Discurso durante a 80ª Sessão Não Deliberativa, no Senado Federal

Ponderações sobre os motivos por que Cesare Battisti não deva ser extraditado.

Autor
Eduardo Suplicy (PT - Partido dos Trabalhadores/SP)
Nome completo: Eduardo Matarazzo Suplicy
Casa
Senado Federal
Tipo
Discurso
Resumo por assunto
JUDICIARIO.:
  • Ponderações sobre os motivos por que Cesare Battisti não deva ser extraditado.
Publicação
Publicação no DSF de 24/05/2011 - Página 17889
Assunto
Outros > JUDICIARIO.
Indexação
  • SOLICITAÇÃO, TRANSCRIÇÃO, ANAIS DO SENADO, TEXTO, AUTORIA, PROFESSOR, UNIVERSIDADE DE SÃO PAULO (USP), LEITURA, QUESTIONAMENTO, LEGALIDADE, CONDUTA, SUPREMO TRIBUNAL FEDERAL (STF), REVISÃO, DECISÃO, LUIZ INACIO LULA DA SILVA, EX PRESIDENTE DA REPUBLICA, NEGAÇÃO, PEDIDO, GOVERNO ESTRANGEIRO, ITALIA, EXTRADIÇÃO, PRESO POLITICO.

                          SENADO FEDERAL SF -

            SECRETARIA-GERAL DA MESA

            SUBSECRETARIA DE TAQUIGRAFIA 


            O SR. EDUARDO SUPLICY (Bloco/PT - SP. Pronuncia o seguinte discurso. Sem revisão do orador.) - Sr. Presidente, Senador Anibal Diniz, Srs. Senadores, aproxima-se o dia em que o Supremo Tribunal Federal deverá tomar a decisão conclusiva sobre o italiano Cesare Battisti.

            Eu, aqui, já algumas vezes externei a minha convicção a respeito desse caso e das razões pelas quais avalio que Cesare Battisti não deva ser extraditado.

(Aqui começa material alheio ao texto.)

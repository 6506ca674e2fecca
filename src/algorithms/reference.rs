use crate::algorithms::common::PathfindingAlgorithm;
use crate::algorithms::weighted_a_star::NEIGHBOR_OFFSETS;
use crate::error::QueueError;
use crate::grid::{ObstacleClassifier, Position};
use pathfinding::prelude::astar;

// Integer step costs in tenths so the `pathfinding` crate can order them.
const STRAIGHT: u64 = 10;
const DIAGONAL: u64 = 14;

/// Admissible octile A* using the `pathfinding` crate. It keeps no state
/// between queries and is only used as a yardstick for the weighted search.
#[derive(Default)]
pub struct ReferenceAStar;

impl ReferenceAStar {
    pub fn new() -> Self {
        ReferenceAStar
    }
}

impl PathfindingAlgorithm for ReferenceAStar {
    fn name(&self) -> &'static str {
        "reference"
    }

    fn find_path(
        &mut self,
        start: Position,
        goal: Position,
        obstacles: &dyn ObstacleClassifier,
    ) -> Result<Vec<Position>, QueueError> {
        if start == goal {
            return Ok(Vec::new());
        }

        let result = astar(
            &start,
            |p| {
                let p = *p;
                NEIGHBOR_OFFSETS
                    .iter()
                    .filter_map(move |&(dx, dy)| {
                        let cost = if dx != 0 && dy != 0 { DIAGONAL } else { STRAIGHT };
                        Some((p.offset(dx, dy)?, cost))
                    })
                    .filter(|(next, _)| !obstacles.is_blocked(*next))
                    .collect::<Vec<_>>()
            },
            |p| octile(*p, goal),
            |p| *p == goal,
        );

        // `astar` includes the start cell; callers never want it.
        Ok(result
            .map(|(path, _)| path.into_iter().skip(1).collect())
            .unwrap_or_default())
    }
}

fn octile(from: Position, to: Position) -> u64 {
    let dx = u64::from(from.x.abs_diff(to.x));
    let dy = u64::from(from.y.abs_diff(to.y));
    STRAIGHT * dx.max(dy) + (DIAGONAL - STRAIGHT) * dx.min(dy)
}

#[cfg(test)]
mod tests {
    use super::*;
    use crate::algorithms::common::path_cost;

    #[test]
    fn finds_optimal_octile_path() {
        let mut reference = ReferenceAStar::new();
        let path = reference
            .find_path(Position::new(0, 0), Position::new(3, 1), &|_: Position| false)
            .unwrap();
        assert_eq!(path.len(), 3);
        assert_eq!(path.last(), Some(&Position::new(3, 1)));
        assert!((path_cost(Position::new(0, 0), &path) - 3.4).abs() < 1e-5);
    }

    #[test]
    fn handles_cells_at_the_coordinate_limit() {
        let mut reference = ReferenceAStar::new();
        let start = Position::new(i32::MAX, i32::MIN);
        let goal = Position::new(i32::MAX - 1, i32::MIN + 1);
        let path = reference.find_path(start, goal, &|_: Position| false).unwrap();
        assert_eq!(path, vec![goal]);
        assert_eq!(
            octile(Position::new(i32::MIN, 0), Position::new(i32::MAX, 0)),
            10 * u64::from(u32::MAX)
        );
    }

    #[test]
    fn octile_distance_is_admissible_on_open_ground() {
        assert_eq!(octile(Position::new(0, 0), Position::new(3, 1)), 34);
        assert_eq!(octile(Position::new(2, 2), Position::new(2, 2)), 0);
    }
}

            O maior jurista brasileiro, Professor Dalmo de Abreu Dallari, Professor da Universidade de São Paulo, emérito, Professor Catedrático da UNESCO, da Cadeira de Educação para a Paz, Direitos Humanos, Democracia e Tolerância, escreveu um artigo publicado pelo blog “Náufrago da Utopia”, do jornalista Celso Lungaretti, onde ele menciona as razões pelas quais avalia haver a prisão ilegal de Battisti. O seu artigo é denominado “Prisão Ilegal de Battisti: uma farsa jurídica”. Dada a importância dessa contribuição, vou lê-la na íntegra.

            Diz o Professor Dalmo de Abreu Dallari:

Fingir que o Supremo Tribunal Federal ainda pode decidir sobre o pedido de extradição de Cesare Battisti, formulado pelo governo italiano, não passa de uma farsa processual, uma simulação jurídica que agride a Ética e o Direito.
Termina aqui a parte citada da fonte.